Someone would tell me later it happened because everybody wanted it to happen. Another one would tell me later it happened because it was an idea waiting to happen. Still somebody would tell me later, "Pare, I think you touched a chord with that line, 'I believe in the power of music, I do not believe in the music of power.'" Good to know that even if I'm not a musician, I touch chords.
It began a couple of weeks before the event. I broached the idea to my friend Pancho Lara, who also helped put up our concert for press freedom in 1999 at the Bahay ng Alumni. His friend Oya Arriola suggested June Rodriguez, a veteran organizer who never stopped serving the people. We got in touch with Joel Saracho, the "emcee ng bayan," and held a meeting a couple of days later. From there it took a life of its own.
Everything just conspired to make it possible. If ever there was a conspiracy, divine and human, it was that. I cannot, however, give Raul Gonzalez the exact address of God if he should choose to issue an arrest warrant for Him, I am not in the possession of any such information.
It was enough to make you believe in Providence. People gave freely, and every time we thought we'd fall short of what we needed, something would suddenly turn up. Someone from out of the blue asked us during the concert how much more we needed and plunked down the cash before our flabbergasted eyes. She did not want to be mentioned, she was just an ordinary citizen, she said.

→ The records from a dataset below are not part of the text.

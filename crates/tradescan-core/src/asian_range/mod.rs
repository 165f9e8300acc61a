//! # Asian Range
//!
//! A weekly reference price: the midpoint of the candle-body range traded during one
//! recurring session window.
//!
//! - [`AsianRangeExtractor`] is the pure computation over an ascending candle series.
//! - [`AsianRangeStore`] keeps the latest reference per symbol.
//! - [`AsianRangeService`] refreshes stale symbols in the background.
//!
//! Only the most recent occurrence of the session weekday is ever used. If it holds
//! too few candles the newest raw candles are used instead and the reference is
//! flagged `used_fallback`.

mod refresh;
mod store;

use std::fmt;
use std::str::FromStr;

use serde::{Deserialize, Serialize};
use time::macros::offset;
use time::{Date, UtcOffset, Weekday};

use crate::fibonacci::asian_range_midpoint;
use crate::{Candle, Interval, Symbol, UtcDateTime, ValidationError};

pub use refresh::{AsianRangeService, RefreshReport};
pub use store::AsianRangeStore;

time::serde::format_description!(iso_date, Date, "[year]-[month]-[day]");

/// Recurring weekly session, expressed in a fixed UTC offset (no DST).
#[derive(Debug, Clone, Copy, PartialEq, Eq)]
pub struct SessionSpec {
    pub weekday: Weekday,
    pub start_hour: u8,
    /// Inclusive: `23` covers 23:00 through 23:59.
    pub end_hour: u8,
    pub utc_offset: UtcOffset,
}

impl SessionSpec {
    /// Thursday 19:00-23:59 at UTC-5.
    pub fn thursday_new_york() -> Self {
        Self {
            weekday: Weekday::Thursday,
            start_hour: 19,
            end_hour: 23,
            utc_offset: offset!(-5),
        }
    }

    /// Friday 00:00-07:59 UTC.
    pub fn friday_asia_utc() -> Self {
        Self {
            weekday: Weekday::Friday,
            start_hour: 0,
            end_hour: 7,
            utc_offset: UtcOffset::UTC,
        }
    }

    pub fn contains_hour(&self, hour: u8) -> bool {
        (self.start_hour..=self.end_hour).contains(&hour)
    }
}

impl Default for SessionSpec {
    fn default() -> Self {
        Self::thursday_new_york()
    }
}

impl FromStr for SessionSpec {
    type Err = ValidationError;

    fn from_str(value: &str) -> Result<Self, Self::Err> {
        match value.trim().to_ascii_lowercase().as_str() {
            "thursday-ny" => Ok(Self::thursday_new_york()),
            "friday-asia" => Ok(Self::friday_asia_utc()),
            _ => Err(ValidationError::InvalidSessionPreset {
                value: value.to_owned(),
            }),
        }
    }
}

impl fmt::Display for SessionSpec {
    fn fmt(&self, f: &mut fmt::Formatter<'_>) -> fmt::Result {
        write!(
            f,
            "{} {:02}:00-{:02}:59 UTC{}",
            self.weekday, self.start_hour, self.end_hour, self.utc_offset
        )
    }
}

#[derive(Debug, Clone, Copy, PartialEq, Eq, Serialize, Deserialize)]
pub struct SessionWindow {
    pub start: UtcDateTime,
    pub end: UtcDateTime,
}

#[derive(Debug, Clone, PartialEq, Serialize, Deserialize)]
pub struct AsianRangeReference {
    pub symbol: Symbol,
    pub reference_price: f64,
    pub body_high: f64,
    pub body_low: f64,
    pub candle_count: usize,
    pub used_fallback: bool,
    /// Local calendar date of the matched session; `None` when the fallback was used.
    #[serde(with = "iso_date::option")]
    pub session_date: Option<Date>,
    pub computed_at: UtcDateTime,
    /// Open times of the oldest and newest candle that were scanned.
    pub session_window: SessionWindow,
}

/// Everything that controls the extractor, the store and the refresher.
#[derive(Debug, Clone, Copy, PartialEq, Eq)]
pub struct AsianRangeConfig {
    pub enabled: bool,
    pub session: SessionSpec,
    pub interval: Interval,
    /// Calendar days of candles fetched per symbol.
    pub lookback_days: usize,
    pub min_session_candles: usize,
    pub fallback_candles: usize,
    /// A stored reference older than this is recomputed.
    pub max_age: time::Duration,
    /// A symbol whose last attempt failed is not retried before this elapses.
    pub retry_failed_after: time::Duration,
    pub max_concurrency: usize,
    pub fetch_timeout: std::time::Duration,
}

impl Default for AsianRangeConfig {
    fn default() -> Self {
        Self {
            enabled: true,
            session: SessionSpec::default(),
            interval: Interval::OneHour,
            lookback_days: 5,
            min_session_candles: 3,
            fallback_candles: 5,
            max_age: time::Duration::days(7),
            retry_failed_after: time::Duration::hours(1),
            max_concurrency: 10,
            fetch_timeout: std::time::Duration::from_secs(5),
        }
    }
}

impl AsianRangeConfig {
    /// Candles requested per symbol.
    pub fn candle_limit(&self) -> usize {
        (self.interval.per_day() * self.lookback_days).max(1)
    }

    pub fn extractor(&self) -> AsianRangeExtractor {
        AsianRangeExtractor {
            session: self.session,
            min_session_candles: self.min_session_candles,
            fallback_candles: self.fallback_candles,
        }
    }
}

/// Pure session extractor. Never reads the clock: `computed_at` is supplied.
#[derive(Debug, Clone, Copy, PartialEq, Eq)]
pub struct AsianRangeExtractor {
    pub session: SessionSpec,
    pub min_session_candles: usize,
    pub fallback_candles: usize,
}

impl Default for AsianRangeExtractor {
    fn default() -> Self {
        AsianRangeConfig::default().extractor()
    }
}

impl AsianRangeExtractor {
    /// Reference for `candles` (ascending by open time), or `None` when nothing usable
    /// remains after the fallback.
    pub fn extract(
        &self,
        symbol: &Symbol,
        candles: &[Candle],
        computed_at: UtcDateTime,
    ) -> Option<AsianRangeReference> {
        let session_window = SessionWindow {
            start: candles.first()?.opened_at().ok()?,
            end: candles.last()?.opened_at().ok()?,
        };

        let (session, session_date) = self.session_candles(candles);
        let session_count = session.len();
        let (selected, used_fallback, session_date) = if session_count >= self.min_session_candles {
            (session, false, session_date)
        } else {
            let start = candles.len().saturating_sub(self.fallback_candles);
            (candles[start..].to_vec(), true, None)
        };

        if selected.is_empty() {
            return None;
        }

        let body_high = selected
            .iter()
            .map(Candle::body_high)
            .fold(f64::NEG_INFINITY, f64::max);
        let body_low = selected
            .iter()
            .map(Candle::body_low)
            .fold(f64::INFINITY, f64::min);
        let reference_price = asian_range_midpoint(body_high, body_low).ok()?;

        if used_fallback {
            tracing::debug!(
                %symbol,
                session_candles = session_count,
                fallback_candles = selected.len(),
                "asian range session too sparse, using newest candles"
            );
        }

        Some(AsianRangeReference {
            symbol: symbol.clone(),
            reference_price,
            body_high,
            body_low,
            candle_count: selected.len(),
            used_fallback,
            session_date,
            computed_at,
            session_window,
        })
    }

    // Newest to oldest: enter at the first candle on the session weekday and leave at
    // the first candle on any other weekday after that.
    fn session_candles(&self, candles: &[Candle]) -> (Vec<Candle>, Option<Date>) {
        let mut session = Vec::new();
        let mut entered_on: Option<Date> = None;

        for candle in candles.iter().rev() {
            let Ok(opened_at) = candle.opened_at() else {
                continue;
            };
            let local = opened_at.into_inner().to_offset(self.session.utc_offset);

            if local.weekday() != self.session.weekday {
                if entered_on.is_some() {
                    break;
                }
                continue;
            }

            entered_on.get_or_insert(local.date());
            if self.session.contains_hour(local.hour()) {
                session.push(*candle);
            }
        }

        (session, entered_on)
    }
}
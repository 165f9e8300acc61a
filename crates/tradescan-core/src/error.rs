use thiserror::Error;

use crate::data_source::SourceError;
use crate::fibonacci::FibonacciError;

/// Validation errors raised while coercing upstream payloads and request parameters
/// into domain types.
#[derive(Debug, Error, Clone, PartialEq)]
pub enum ValidationError {
    #[error("symbol cannot be empty")]
    EmptySymbol,
    #[error("symbol length {len} exceeds max {max}")]
    SymbolTooLong { len: usize, max: usize },
    #[error("symbol contains invalid character '{ch}' at index {index}")]
    SymbolInvalidChar { ch: char, index: usize },

    #[error("timestamp must be RFC3339: '{value}'")]
    InvalidTimestamp { value: String },
    #[error("epoch millisecond timestamp {value} is out of range")]
    TimestampOutOfRange { value: i64 },

    #[error("invalid interval '{value}', expected one of 15m, 1h, 4h, 1d")]
    InvalidInterval { value: String },
    #[error(
        "invalid sort key '{value}', expected one of rank, volume, market_cap, change_24h, \
         fib_position"
    )]
    InvalidSortKey { value: String },
    #[error("invalid session preset '{value}', expected thursday-ny or friday-asia")]
    InvalidSessionPreset { value: String },
    #[error("invalid rate limit mode '{value}', expected reject or wait")]
    InvalidThrottleMode { value: String },

    #[error("field '{field}' is missing")]
    MissingField { field: &'static str },
    #[error("field '{field}' must be finite")]
    NonFiniteValue { field: &'static str },
    #[error("field '{field}' must be non-negative")]
    NegativeValue { field: &'static str },
    #[error("field '{field}' must be greater than zero")]
    NonPositiveValue { field: &'static str },

    #[error("candle high must be >= low")]
    InvalidCandleRange,

    #[error("limit must be between 1 and {max}, got {value}")]
    InvalidLimit { value: usize, max: usize },
    #[error("filter '{field}' lower bound {min} exceeds upper bound {max}")]
    InvertedFilterBounds {
        field: &'static str,
        min: f64,
        max: f64,
    },
}

/// Top-level error type for scanner operations.
#[derive(Debug, Error)]
pub enum CoreError {
    #[error(transparent)]
    Validation(#[from] ValidationError),

    #[error(transparent)]
    Source(#[from] SourceError),

    #[error(transparent)]
    Fibonacci(#[from] FibonacciError),

    #[error("coin with symbol '{symbol}' not found")]
    NotFound { symbol: String },

    #[error("{what} not available for '{symbol}'")]
    AnalysisUnavailable { symbol: String, what: &'static str },

    #[error("serialization error: {0}")]
    Serialization(#[from] serde_json::Error),
}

The stage was magnificent, I have to thank the events organizers we hired for it; they did an exceedingly professional job. The sound system was even more magnificent, donated by people who too would like their generosity to be noted only by heaven. Miraculously, I did not get visited by my perpetual scourge, gout, though I had been drinking nearly every night for the last two weeks while meeting with the musicians and volunteers. (That's a very good excuse!) Many more bands wanted to play, except that some of them had out-of-town gigs that day and we cut off the number of participants at a little past 30. As it was, we had an absolute surfeit of talent. I had worried about the weather some days before because it was always raining in late afternoon; but, lo and behold, God even donated a full moon that night.
I've not seen an event like this where I felt no bad vibes altogether. There was no note, or whisper, or shadow, of discord that night. Everybody was happy. The musicians were happy, the organizers were happy, the contributors were happy, the crowd was happy, the UP police and bouncers were happy, even God was happy-or so He had it writ in people's faces. Only the person who claims God put her in Malacañang for a purpose was unhappy.
It was enough to make you believe in Providence or in that line from the movie "Field of Dreams": If you build it, they will come. You have a dream, build it.
They will come-in more ways than one.